[Dataset entries]
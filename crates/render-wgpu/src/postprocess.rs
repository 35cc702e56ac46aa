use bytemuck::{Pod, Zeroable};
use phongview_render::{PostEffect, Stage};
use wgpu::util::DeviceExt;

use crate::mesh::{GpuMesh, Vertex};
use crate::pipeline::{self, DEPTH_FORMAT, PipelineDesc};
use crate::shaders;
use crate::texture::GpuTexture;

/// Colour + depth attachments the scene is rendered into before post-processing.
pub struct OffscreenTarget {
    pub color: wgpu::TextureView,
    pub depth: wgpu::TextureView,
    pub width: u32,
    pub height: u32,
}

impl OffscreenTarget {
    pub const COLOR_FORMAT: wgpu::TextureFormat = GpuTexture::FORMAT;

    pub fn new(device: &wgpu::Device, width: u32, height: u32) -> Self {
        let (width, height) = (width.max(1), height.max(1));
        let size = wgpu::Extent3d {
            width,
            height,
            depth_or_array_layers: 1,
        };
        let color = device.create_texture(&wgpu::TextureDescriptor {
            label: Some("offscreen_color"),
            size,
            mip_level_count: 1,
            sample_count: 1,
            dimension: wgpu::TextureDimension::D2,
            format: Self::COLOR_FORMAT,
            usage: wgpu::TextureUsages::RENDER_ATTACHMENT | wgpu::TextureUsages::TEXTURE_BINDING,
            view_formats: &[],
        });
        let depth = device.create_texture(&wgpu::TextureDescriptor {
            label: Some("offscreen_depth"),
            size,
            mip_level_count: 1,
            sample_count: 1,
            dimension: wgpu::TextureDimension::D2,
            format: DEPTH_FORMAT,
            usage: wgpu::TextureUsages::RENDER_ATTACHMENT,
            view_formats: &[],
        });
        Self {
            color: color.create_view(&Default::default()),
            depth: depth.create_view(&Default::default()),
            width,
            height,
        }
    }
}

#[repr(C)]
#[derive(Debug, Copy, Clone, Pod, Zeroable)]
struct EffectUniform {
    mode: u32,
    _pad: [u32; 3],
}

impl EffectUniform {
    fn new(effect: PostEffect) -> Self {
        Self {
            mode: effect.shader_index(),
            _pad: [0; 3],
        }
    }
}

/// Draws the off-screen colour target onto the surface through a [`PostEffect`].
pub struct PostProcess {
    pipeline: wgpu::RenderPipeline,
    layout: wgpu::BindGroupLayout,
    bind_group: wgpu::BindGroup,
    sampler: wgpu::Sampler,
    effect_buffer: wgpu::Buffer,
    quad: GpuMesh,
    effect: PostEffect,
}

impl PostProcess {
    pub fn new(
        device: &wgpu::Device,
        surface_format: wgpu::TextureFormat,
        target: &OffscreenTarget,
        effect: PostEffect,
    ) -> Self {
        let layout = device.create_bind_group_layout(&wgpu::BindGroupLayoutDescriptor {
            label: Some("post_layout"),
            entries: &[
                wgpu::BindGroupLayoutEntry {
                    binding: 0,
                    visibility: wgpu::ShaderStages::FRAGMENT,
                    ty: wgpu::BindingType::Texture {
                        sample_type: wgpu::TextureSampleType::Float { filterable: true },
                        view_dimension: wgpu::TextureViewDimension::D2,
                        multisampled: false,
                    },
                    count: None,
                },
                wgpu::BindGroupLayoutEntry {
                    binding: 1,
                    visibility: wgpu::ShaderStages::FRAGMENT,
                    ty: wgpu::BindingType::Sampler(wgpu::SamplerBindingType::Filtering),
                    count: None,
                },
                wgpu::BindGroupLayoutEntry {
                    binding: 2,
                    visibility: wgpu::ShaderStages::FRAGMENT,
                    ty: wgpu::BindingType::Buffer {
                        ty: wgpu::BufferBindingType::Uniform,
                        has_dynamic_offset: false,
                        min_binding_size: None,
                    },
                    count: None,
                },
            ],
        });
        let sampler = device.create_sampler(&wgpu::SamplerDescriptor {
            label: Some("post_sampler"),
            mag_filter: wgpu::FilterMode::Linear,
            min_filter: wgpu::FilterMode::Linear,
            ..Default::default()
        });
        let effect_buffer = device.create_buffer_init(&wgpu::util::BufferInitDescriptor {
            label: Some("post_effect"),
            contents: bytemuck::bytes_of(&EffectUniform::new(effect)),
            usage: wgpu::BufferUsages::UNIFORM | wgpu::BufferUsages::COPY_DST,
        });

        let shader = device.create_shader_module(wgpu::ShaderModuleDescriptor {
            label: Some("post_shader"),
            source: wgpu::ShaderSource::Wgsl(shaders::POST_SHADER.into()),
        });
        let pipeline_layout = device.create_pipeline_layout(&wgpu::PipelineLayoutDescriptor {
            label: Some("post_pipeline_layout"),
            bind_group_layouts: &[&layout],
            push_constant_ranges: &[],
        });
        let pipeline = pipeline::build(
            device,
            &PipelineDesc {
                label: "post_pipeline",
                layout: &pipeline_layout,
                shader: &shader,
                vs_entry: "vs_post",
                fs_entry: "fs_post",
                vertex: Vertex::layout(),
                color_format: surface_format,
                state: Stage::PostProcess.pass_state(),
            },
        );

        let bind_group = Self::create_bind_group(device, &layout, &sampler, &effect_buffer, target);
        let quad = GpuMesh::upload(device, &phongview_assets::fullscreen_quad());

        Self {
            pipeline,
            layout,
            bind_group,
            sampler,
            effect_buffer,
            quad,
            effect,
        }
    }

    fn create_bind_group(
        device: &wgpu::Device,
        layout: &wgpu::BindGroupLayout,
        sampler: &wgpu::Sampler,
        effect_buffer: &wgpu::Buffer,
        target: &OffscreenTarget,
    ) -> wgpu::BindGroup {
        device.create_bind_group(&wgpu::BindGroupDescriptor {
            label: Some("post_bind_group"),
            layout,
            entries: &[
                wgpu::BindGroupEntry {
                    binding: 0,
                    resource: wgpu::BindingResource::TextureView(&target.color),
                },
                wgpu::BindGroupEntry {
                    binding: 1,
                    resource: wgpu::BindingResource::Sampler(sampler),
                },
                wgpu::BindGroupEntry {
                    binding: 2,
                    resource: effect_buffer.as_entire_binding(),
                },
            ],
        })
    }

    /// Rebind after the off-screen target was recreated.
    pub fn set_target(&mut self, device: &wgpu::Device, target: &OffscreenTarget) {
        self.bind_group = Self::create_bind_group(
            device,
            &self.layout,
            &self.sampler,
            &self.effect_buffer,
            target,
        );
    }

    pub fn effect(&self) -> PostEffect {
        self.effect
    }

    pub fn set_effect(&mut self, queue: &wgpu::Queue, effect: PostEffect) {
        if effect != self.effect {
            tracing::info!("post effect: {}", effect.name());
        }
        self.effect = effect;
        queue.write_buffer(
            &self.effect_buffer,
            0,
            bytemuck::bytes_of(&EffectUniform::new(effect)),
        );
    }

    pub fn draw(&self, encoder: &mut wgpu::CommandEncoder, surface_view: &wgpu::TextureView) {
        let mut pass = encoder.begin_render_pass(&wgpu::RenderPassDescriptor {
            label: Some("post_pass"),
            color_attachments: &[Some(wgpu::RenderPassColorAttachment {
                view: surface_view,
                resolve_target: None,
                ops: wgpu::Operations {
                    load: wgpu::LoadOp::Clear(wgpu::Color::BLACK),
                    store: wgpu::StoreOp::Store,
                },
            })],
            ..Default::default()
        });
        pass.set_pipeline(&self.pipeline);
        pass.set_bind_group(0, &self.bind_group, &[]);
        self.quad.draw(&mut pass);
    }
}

---

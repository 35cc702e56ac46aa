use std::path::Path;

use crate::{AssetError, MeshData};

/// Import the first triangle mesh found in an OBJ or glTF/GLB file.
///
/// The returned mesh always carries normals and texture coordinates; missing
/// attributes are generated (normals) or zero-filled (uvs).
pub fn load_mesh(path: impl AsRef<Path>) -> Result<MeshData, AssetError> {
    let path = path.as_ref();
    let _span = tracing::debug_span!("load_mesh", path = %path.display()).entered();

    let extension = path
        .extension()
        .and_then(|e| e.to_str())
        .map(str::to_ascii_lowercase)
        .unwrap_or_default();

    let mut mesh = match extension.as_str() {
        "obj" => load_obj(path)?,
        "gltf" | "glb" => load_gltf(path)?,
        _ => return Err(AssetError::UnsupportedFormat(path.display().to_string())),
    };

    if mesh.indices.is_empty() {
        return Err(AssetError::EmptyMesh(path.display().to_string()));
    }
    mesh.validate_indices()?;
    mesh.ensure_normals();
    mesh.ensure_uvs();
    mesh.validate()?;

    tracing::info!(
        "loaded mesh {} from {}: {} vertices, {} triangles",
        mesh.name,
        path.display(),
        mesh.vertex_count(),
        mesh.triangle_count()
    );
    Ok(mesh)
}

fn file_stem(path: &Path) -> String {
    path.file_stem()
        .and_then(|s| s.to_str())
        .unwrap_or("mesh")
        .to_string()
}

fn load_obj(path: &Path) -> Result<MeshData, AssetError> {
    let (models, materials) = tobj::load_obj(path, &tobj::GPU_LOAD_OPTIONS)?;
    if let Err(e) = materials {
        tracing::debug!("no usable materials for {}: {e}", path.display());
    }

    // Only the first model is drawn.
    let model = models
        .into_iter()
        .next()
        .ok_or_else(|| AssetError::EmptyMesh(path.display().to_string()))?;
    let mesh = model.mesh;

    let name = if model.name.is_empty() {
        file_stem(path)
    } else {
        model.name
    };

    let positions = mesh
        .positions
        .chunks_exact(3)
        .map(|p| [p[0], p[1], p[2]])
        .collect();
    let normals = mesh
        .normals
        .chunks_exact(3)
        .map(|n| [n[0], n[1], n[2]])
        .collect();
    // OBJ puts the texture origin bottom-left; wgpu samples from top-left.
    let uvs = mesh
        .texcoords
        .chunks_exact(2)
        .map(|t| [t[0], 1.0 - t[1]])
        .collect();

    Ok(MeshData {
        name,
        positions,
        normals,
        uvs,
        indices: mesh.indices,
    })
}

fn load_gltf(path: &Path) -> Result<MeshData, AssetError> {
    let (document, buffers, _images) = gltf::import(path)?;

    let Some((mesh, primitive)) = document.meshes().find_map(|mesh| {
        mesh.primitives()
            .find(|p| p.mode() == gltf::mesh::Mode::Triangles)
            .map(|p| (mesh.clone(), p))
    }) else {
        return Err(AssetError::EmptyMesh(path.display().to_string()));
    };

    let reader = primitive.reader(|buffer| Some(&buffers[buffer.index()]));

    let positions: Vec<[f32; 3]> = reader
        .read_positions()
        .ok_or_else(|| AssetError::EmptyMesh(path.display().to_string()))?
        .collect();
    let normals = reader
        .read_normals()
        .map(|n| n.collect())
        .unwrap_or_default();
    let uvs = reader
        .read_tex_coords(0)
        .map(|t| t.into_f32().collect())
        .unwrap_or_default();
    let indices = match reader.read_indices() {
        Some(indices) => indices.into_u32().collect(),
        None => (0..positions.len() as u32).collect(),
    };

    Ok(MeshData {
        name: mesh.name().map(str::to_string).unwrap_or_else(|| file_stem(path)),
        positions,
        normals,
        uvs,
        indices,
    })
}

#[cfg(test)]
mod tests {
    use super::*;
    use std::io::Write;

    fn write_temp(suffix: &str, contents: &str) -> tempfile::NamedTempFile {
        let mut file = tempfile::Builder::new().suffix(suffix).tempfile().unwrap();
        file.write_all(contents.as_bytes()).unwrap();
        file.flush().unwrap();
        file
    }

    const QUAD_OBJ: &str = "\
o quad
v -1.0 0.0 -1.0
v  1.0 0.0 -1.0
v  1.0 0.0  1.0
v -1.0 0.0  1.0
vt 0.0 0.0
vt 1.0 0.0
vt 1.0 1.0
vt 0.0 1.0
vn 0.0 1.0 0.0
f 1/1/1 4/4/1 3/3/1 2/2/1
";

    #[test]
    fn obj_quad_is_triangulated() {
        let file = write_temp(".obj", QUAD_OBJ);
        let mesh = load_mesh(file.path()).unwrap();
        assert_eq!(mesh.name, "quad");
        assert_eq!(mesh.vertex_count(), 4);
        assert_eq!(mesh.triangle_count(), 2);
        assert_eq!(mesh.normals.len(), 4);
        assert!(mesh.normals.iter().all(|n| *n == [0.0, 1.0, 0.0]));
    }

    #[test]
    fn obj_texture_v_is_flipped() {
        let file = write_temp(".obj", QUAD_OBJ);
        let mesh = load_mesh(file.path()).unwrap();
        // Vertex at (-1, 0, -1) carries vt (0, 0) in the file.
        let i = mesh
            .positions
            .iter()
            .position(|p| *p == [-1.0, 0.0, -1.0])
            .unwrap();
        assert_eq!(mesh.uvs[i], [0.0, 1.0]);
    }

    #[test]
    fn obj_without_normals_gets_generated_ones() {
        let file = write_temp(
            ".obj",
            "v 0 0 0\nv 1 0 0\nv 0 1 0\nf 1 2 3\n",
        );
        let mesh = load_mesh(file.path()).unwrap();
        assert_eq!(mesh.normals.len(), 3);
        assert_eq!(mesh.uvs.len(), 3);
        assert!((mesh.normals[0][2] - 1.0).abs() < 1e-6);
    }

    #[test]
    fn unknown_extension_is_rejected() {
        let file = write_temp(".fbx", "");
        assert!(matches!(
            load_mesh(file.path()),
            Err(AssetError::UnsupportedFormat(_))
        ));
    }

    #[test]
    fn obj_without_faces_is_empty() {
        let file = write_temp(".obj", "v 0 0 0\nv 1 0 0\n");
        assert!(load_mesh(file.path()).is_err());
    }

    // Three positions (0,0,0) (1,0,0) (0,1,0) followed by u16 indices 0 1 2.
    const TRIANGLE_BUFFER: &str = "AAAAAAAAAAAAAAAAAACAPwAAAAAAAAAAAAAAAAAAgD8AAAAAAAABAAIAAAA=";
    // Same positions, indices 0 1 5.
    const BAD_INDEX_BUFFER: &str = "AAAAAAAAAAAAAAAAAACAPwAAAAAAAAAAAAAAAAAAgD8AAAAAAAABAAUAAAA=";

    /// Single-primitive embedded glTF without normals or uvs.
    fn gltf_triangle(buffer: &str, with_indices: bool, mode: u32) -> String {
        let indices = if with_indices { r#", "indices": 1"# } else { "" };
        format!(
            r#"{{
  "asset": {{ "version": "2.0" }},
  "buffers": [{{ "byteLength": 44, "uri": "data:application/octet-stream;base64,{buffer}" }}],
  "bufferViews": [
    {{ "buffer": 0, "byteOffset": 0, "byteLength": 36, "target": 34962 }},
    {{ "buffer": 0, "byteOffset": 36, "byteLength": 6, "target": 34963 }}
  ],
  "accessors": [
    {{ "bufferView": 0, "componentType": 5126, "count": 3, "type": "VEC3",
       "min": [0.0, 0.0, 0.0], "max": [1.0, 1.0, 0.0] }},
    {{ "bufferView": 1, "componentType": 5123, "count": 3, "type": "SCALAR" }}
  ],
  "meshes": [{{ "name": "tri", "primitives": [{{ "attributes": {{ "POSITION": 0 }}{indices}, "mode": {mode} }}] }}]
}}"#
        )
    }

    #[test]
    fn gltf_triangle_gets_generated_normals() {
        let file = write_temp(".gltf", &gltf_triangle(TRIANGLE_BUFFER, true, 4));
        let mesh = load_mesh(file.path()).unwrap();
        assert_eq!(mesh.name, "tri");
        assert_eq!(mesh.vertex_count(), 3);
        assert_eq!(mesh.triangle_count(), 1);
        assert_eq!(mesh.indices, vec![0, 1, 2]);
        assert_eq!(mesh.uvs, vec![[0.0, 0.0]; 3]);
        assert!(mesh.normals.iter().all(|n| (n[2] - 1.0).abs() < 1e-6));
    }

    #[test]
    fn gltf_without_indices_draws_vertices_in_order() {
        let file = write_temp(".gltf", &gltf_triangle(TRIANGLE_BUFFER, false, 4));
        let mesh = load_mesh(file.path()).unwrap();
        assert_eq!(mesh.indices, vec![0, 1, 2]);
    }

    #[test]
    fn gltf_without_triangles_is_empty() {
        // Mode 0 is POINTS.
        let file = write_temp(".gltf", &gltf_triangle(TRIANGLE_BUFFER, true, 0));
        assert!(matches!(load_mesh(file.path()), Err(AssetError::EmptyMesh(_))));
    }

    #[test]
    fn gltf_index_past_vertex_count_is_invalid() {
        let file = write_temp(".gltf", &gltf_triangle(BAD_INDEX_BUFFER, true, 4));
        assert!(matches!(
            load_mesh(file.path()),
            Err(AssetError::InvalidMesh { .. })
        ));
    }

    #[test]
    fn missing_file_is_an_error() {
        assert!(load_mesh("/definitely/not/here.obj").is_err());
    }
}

...

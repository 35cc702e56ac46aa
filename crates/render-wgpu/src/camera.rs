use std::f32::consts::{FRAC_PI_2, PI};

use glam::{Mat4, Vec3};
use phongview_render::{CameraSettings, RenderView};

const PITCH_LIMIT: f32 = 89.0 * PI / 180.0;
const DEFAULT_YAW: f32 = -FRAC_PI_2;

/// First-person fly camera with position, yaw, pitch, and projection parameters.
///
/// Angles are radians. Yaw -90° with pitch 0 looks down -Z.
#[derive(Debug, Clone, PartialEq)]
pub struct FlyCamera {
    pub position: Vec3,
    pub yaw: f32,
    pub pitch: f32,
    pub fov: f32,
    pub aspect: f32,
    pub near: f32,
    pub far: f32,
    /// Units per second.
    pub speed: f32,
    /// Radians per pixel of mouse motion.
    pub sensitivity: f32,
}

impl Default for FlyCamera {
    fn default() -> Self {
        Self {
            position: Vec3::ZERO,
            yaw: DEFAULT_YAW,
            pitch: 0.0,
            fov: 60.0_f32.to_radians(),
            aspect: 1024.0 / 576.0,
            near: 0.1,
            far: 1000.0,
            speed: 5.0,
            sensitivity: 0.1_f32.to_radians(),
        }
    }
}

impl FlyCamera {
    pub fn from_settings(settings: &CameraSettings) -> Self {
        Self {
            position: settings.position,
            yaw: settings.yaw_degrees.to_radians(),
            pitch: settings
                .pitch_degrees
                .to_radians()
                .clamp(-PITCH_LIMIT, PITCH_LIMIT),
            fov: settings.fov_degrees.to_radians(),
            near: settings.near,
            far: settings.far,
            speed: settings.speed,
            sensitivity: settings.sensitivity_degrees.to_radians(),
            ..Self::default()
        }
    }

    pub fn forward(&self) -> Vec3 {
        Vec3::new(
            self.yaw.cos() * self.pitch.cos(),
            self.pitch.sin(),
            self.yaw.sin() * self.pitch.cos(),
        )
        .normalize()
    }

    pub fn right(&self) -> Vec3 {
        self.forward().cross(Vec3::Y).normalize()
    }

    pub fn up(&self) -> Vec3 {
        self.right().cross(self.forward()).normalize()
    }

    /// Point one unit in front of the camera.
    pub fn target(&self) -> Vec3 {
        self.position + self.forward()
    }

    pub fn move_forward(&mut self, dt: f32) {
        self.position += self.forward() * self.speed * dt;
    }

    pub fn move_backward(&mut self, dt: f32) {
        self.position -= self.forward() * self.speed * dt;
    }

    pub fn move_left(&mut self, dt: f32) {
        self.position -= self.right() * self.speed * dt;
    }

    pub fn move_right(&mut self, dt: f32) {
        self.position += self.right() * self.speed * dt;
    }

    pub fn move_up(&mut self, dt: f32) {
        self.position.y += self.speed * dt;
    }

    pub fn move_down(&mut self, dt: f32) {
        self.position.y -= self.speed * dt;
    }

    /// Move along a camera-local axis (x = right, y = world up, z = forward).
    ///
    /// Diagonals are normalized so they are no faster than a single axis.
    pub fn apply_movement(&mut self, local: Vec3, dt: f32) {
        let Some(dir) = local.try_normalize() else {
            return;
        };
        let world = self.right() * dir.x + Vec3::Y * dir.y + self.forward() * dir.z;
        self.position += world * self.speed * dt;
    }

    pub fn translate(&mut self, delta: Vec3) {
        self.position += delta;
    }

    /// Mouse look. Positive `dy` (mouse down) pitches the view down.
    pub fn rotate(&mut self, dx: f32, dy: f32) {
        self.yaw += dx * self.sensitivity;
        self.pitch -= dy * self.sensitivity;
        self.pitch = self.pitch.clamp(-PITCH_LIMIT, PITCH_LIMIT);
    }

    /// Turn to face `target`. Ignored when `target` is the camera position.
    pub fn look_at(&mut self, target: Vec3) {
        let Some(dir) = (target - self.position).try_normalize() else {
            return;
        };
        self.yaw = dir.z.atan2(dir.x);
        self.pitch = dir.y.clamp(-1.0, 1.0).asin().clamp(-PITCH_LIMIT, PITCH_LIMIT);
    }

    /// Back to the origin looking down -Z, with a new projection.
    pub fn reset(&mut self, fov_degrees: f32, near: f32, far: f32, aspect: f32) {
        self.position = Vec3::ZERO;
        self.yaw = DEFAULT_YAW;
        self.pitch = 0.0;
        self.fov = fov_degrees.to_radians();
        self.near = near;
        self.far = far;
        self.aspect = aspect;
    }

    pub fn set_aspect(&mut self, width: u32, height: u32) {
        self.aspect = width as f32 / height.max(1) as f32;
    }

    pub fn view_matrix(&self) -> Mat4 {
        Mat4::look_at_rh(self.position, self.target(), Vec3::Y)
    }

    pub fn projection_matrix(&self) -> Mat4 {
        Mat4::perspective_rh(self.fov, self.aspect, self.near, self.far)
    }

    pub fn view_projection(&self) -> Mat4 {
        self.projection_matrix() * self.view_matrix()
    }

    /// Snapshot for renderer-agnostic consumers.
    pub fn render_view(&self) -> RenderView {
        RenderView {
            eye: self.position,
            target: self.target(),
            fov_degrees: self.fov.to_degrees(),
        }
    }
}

TRY IT: Give back exactly the lines above starting at the line where "filename crates/render-wgpu/src/postprocess.rs" appears and ending at the line where "pub const COLOR_FORMAT: wgpu::TextureFormat" appears, both included, with no other lines.

YOUR SOLUTION:
filename crates/render-wgpu/src/postprocess.rs
repository 35cc702e56ac46aa
use bytemuck::{Pod, Zeroable};
use phongview_render::{PostEffect, Stage};
use wgpu::util::DeviceExt;

use crate::mesh::{GpuMesh, Vertex};
use crate::pipeline::{self, DEPTH_FORMAT, PipelineDesc};
use crate::shaders;
use crate::texture::GpuTexture;

/// Colour + depth attachments the scene is rendered into before post-processing.
pub struct OffscreenTarget {
    pub color: wgpu::TextureView,
    pub depth: wgpu::TextureView,
    pub width: u32,
    pub height: u32,
}

impl OffscreenTarget {
    pub const COLOR_FORMAT: wgpu::TextureFormat = GpuTexture::FORMAT;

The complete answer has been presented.